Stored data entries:
○ ○ ○
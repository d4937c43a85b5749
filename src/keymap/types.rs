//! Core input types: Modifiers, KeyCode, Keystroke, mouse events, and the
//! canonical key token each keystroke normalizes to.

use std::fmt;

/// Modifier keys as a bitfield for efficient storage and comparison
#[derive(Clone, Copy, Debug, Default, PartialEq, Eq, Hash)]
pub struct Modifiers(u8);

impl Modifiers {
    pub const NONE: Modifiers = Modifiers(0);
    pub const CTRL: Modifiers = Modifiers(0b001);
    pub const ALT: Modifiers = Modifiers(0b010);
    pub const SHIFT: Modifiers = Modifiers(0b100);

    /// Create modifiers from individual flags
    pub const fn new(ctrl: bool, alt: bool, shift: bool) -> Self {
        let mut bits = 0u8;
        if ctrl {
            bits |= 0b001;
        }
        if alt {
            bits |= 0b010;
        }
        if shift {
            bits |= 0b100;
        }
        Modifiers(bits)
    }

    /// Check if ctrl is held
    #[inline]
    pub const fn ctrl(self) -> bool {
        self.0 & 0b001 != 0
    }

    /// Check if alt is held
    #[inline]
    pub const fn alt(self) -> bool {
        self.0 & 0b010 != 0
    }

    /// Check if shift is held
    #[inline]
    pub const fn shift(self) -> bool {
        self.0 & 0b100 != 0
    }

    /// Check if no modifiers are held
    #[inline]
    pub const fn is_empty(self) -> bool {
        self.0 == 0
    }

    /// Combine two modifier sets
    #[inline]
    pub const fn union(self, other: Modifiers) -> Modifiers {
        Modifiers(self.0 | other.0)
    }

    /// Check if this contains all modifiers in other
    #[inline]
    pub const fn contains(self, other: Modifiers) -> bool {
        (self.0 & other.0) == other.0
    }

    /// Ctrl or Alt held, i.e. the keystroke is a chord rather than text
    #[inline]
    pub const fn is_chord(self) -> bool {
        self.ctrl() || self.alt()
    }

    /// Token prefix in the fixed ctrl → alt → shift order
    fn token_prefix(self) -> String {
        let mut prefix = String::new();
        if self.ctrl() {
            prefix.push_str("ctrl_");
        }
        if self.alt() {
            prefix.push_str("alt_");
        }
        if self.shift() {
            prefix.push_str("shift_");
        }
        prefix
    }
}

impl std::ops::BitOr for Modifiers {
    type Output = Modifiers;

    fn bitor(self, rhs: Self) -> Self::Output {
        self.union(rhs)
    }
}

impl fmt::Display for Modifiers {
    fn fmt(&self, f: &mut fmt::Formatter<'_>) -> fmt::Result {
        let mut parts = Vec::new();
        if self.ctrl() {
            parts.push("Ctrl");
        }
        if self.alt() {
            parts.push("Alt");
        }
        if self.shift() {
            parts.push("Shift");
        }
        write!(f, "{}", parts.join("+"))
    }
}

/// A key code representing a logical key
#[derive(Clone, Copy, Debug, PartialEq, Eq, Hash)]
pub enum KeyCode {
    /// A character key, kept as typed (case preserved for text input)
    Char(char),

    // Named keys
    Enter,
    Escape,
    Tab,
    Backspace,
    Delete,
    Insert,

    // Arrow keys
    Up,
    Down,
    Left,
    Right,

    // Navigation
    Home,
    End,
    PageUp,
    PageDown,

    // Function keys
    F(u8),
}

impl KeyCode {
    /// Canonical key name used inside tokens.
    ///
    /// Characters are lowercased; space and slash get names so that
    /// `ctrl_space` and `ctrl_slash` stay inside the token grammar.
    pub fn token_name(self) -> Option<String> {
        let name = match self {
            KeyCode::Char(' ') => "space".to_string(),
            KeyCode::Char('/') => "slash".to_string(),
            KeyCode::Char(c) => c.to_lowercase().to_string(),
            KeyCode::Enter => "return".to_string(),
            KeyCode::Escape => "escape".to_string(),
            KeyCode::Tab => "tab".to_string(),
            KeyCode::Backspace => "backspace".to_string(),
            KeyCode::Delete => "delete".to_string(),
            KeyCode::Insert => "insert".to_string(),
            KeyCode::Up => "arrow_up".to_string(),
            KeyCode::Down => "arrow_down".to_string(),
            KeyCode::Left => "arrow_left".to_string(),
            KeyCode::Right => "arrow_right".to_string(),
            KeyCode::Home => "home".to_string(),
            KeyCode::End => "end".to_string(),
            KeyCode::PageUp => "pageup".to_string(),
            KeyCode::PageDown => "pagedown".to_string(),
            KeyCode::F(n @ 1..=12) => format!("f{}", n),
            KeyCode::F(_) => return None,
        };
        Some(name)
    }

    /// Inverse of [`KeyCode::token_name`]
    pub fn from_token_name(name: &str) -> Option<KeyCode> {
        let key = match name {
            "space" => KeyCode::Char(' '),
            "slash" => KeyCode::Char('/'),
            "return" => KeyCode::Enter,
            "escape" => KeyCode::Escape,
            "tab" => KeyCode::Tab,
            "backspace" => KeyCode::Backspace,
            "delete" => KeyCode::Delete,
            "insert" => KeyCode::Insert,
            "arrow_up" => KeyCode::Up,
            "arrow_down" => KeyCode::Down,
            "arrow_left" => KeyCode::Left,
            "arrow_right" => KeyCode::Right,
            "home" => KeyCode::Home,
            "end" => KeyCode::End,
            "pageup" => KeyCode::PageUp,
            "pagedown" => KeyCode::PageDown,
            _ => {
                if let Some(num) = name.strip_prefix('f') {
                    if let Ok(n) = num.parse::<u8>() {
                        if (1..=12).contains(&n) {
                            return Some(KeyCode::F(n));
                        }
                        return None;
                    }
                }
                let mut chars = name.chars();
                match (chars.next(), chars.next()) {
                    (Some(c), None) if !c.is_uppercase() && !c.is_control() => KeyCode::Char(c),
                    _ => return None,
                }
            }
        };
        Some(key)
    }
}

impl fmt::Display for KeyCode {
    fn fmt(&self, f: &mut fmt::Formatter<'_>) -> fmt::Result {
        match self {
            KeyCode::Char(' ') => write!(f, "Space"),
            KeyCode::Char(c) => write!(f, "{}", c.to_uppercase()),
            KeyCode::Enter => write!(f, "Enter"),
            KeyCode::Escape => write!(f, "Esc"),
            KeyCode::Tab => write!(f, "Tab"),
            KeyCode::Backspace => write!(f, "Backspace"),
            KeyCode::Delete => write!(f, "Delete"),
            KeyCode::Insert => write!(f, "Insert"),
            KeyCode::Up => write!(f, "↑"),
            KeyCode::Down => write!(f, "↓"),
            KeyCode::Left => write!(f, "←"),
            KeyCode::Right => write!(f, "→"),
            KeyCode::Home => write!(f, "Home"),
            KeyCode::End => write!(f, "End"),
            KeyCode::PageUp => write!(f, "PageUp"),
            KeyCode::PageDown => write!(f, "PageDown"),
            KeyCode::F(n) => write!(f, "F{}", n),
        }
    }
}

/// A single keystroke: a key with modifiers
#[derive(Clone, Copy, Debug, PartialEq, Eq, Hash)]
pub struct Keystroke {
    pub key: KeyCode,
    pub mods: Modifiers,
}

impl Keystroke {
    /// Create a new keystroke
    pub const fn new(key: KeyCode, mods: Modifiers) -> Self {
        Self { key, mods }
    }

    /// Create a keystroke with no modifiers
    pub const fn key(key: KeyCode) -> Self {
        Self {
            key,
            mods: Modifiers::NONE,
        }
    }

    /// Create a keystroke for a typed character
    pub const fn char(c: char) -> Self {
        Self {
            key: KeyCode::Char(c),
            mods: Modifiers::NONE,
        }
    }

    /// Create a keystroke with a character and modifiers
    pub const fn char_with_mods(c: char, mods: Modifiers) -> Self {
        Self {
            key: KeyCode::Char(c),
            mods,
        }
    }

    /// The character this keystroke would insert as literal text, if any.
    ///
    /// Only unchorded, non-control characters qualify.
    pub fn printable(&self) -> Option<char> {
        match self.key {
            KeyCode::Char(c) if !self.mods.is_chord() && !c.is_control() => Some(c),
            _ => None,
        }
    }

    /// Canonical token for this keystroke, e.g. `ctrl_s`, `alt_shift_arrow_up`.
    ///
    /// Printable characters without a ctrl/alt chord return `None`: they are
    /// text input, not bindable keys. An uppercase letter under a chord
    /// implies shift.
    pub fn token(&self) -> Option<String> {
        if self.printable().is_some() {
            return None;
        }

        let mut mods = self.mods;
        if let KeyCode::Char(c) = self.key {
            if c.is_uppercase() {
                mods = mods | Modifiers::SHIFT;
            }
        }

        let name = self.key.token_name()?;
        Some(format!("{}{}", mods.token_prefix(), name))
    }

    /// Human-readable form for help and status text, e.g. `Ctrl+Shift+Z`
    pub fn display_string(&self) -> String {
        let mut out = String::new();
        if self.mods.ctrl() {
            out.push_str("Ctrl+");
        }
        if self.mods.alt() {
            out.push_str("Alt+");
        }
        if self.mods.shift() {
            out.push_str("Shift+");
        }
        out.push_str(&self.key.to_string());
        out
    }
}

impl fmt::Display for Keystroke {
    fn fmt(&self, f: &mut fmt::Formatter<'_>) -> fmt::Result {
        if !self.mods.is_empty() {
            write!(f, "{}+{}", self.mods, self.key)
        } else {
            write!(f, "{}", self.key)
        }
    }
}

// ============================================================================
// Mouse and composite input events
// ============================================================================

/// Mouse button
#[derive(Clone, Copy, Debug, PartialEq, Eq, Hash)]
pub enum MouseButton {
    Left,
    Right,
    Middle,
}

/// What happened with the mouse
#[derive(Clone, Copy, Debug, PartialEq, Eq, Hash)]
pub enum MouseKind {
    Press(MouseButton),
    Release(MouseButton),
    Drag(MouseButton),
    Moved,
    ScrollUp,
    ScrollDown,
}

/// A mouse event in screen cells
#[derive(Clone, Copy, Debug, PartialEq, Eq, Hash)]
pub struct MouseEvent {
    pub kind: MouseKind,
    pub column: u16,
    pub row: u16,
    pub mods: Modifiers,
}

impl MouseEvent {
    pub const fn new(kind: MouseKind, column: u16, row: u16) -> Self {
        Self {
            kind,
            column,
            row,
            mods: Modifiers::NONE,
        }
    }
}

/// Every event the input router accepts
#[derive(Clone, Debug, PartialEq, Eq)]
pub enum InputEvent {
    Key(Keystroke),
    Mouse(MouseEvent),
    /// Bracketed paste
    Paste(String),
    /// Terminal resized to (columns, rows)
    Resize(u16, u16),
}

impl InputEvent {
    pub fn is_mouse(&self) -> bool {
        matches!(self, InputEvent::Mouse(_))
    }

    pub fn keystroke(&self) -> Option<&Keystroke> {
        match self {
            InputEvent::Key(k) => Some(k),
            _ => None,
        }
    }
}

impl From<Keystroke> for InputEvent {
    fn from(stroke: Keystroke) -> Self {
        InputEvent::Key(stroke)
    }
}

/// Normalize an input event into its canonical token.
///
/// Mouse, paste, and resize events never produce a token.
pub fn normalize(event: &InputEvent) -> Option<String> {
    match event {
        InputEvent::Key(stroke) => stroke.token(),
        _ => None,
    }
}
○ ○ ○
#### Assigned task
Looking at the entries above, count each line that includes the string "Create" and give only the total.

#### Answer for this exercise
5